Il ne s'agit guère d'une tendance uniforme au sein des marchés émergents (pour l'instant), et il serait exagéré d'y voir un indicateur de la façon dont les banques centrales des pays développés procéderont. En fait, les hausses de taux des marchés émergents portent à croire le contraire. Au début de l'année dernière, les autorités monétaires de partout dans le monde ont majoritairement travaillé dans la même voie, abaissant les taux afin de contrer les effets délétères de la COVID-19. Pourtant, aujourd'hui, alors que des campagnes de vaccination efficaces sont mises en œuvre (quoique lentement dans de nombreux cas), que l'économie mondiale reprend de la vigueur et que les pressions inflationnistes sont à la hausse, le cadre de politique monétaire à l'échelle mondiale semble en voie de passer à une nouvelle phase divergente. On peut considérer les hausses de taux dans les marchés émergents comme un signe précurseur de cette tendance. D'ailleurs, celles-ci pourraient bien présenter des occasions aux investisseurs qui cherchent à élargir leurs horizons.
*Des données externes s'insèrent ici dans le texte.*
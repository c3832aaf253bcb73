//! Explore: the doctor personas a patient can chat with.

use axum::response::Json;

use crate::services::doctor::{DOCTORS, DoctorContext};

/// `GET /api/doctors`
pub async fn list_doctors() -> Json<&'static [DoctorContext]> {
    Json(DOCTORS)
}
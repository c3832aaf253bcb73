use super::*;
use std::sync::Mutex;

/// Serializes tests in this module; they mutate process-wide env vars.
static ENV_LOCK: Mutex<()> = Mutex::new(());

/// # Safety
/// Callers hold `ENV_LOCK` so no other test reads the env concurrently.
unsafe fn clear_llm_env() {
    unsafe {
        std::env::remove_var("LLM_MODEL");
        std::env::remove_var("LLM_API_KEY_ENV");
        std::env::remove_var("LLM_BASE_URL");
        std::env::remove_var("LLM_REQUEST_TIMEOUT_SECS");
        std::env::remove_var("LLM_CONNECT_TIMEOUT_SECS");
        std::env::remove_var("REHAB_TEST_LLM_KEY");
    }
}

#[test]
fn from_env_defaults_to_openrouter() {
    let _guard = ENV_LOCK.lock().unwrap_or_else(std::sync::PoisonError::into_inner);
    unsafe {
        clear_llm_env();
        std::env::set_var("LLM_API_KEY_ENV", "REHAB_TEST_LLM_KEY");
        std::env::set_var("REHAB_TEST_LLM_KEY", "secret");
    }

    let cfg = LlmConfig::from_env().unwrap();
    assert_eq!(cfg.model, DEFAULT_LLM_MODEL);
    assert_eq!(cfg.base_url, DEFAULT_LLM_BASE_URL);
    assert_eq!(
        cfg.timeouts,
        LlmTimeouts { request_secs: DEFAULT_LLM_REQUEST_TIMEOUT_SECS, connect_secs: DEFAULT_LLM_CONNECT_TIMEOUT_SECS }
    );
    assert_eq!(cfg.api_key, "secret");

    unsafe { clear_llm_env() };
}

#[test]
fn from_env_parses_overrides() {
    let _guard = ENV_LOCK.lock().unwrap_or_else(std::sync::PoisonError::into_inner);
    unsafe {
        clear_llm_env();
        std::env::set_var("LLM_API_KEY_ENV", "REHAB_TEST_LLM_KEY");
        std::env::set_var("REHAB_TEST_LLM_KEY", "sk-test");
        std::env::set_var("LLM_MODEL", "gpt-4o-mini");
        std::env::set_var("LLM_BASE_URL", "https://example.test/v1/");
        std::env::set_var("LLM_REQUEST_TIMEOUT_SECS", "42");
        std::env::set_var("LLM_CONNECT_TIMEOUT_SECS", "7");
    }

    let cfg = LlmConfig::from_env().unwrap();
    assert_eq!(cfg.model, "gpt-4o-mini");
    assert_eq!(cfg.base_url, "https://example.test/v1");
    assert_eq!(cfg.timeouts, LlmTimeouts { request_secs: 42, connect_secs: 7 });

    unsafe { clear_llm_env() };
}

#[test]
fn from_env_missing_key_var_errors() {
    let _guard = ENV_LOCK.lock().unwrap_or_else(std::sync::PoisonError::into_inner);
    unsafe { clear_llm_env() };

    let err = LlmConfig::from_env().unwrap_err();
    assert!(matches!(err, LlmError::MissingApiKey { ref var } if var == "LLM_API_KEY_ENV"));
}

#[test]
fn from_env_empty_key_errors() {
    let _guard = ENV_LOCK.lock().unwrap_or_else(std::sync::PoisonError::into_inner);
    unsafe {
        clear_llm_env();
        std::env::set_var("LLM_API_KEY_ENV", "REHAB_TEST_LLM_KEY");
        std::env::set_var("REHAB_TEST_LLM_KEY", "  ");
    }

    let err = LlmConfig::from_env().unwrap_err();
    assert!(matches!(err, LlmError::MissingApiKey { ref var } if var == "REHAB_TEST_LLM_KEY"));

    unsafe { clear_llm_env() };
}

#[test]
fn parse_base_url_rejects_non_http() {
    let err = parse_base_url(Some("openrouter.ai/api/v1")).unwrap_err().to_string();
    assert!(err.contains("LLM_BASE_URL"));
}
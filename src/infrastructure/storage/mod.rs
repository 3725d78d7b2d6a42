pub mod db;
pub mod store;

pub use store::{AddOptions, ClipboardStore};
Pourquoi certains marchés émergents devancent-ils les économies développées en augmentant les taux? Un facteur évident est le retour de l'inflation. Au Brésil, par exemple, l'inflation annualisée a atteint 8 % en mai, soit son niveau le plus élevé pour ce mois depuis près de cinq ans, selon Reuters; en Hongrie, elle a dépassé 5 % (ce qui est nettement supérieur à sa cible à long terme de 3 %) - il s'agit aussi du taux le plus élevé de l'Union européenne, selon Bloomberg; au Mexique, pour les deux dernières semaines de juillet, l'inflation a dépassé les prévisions, s'établissant à 5,8 % (taux annualisé), selon l'agence nationale de statistique INEGI. Étant donné que de nombreux marchés émergents sont aux prises depuis longtemps avec des problèmes d'inflation et de dépréciation des monnaies, les hausses de taux préventives ne sont pas si surprenantes. Et dans plusieurs marchés, par exemple au Brésil, les pressions inflationnistes semblent assez généralisées, contrairement aux États-Unis, entre autres, où le segment des voitures d'occasion à lui seul a contribué à une hausse des prix à la consommation supérieure aux cibles, comme l'a indiqué le Bureau of Labor Statistics en juillet.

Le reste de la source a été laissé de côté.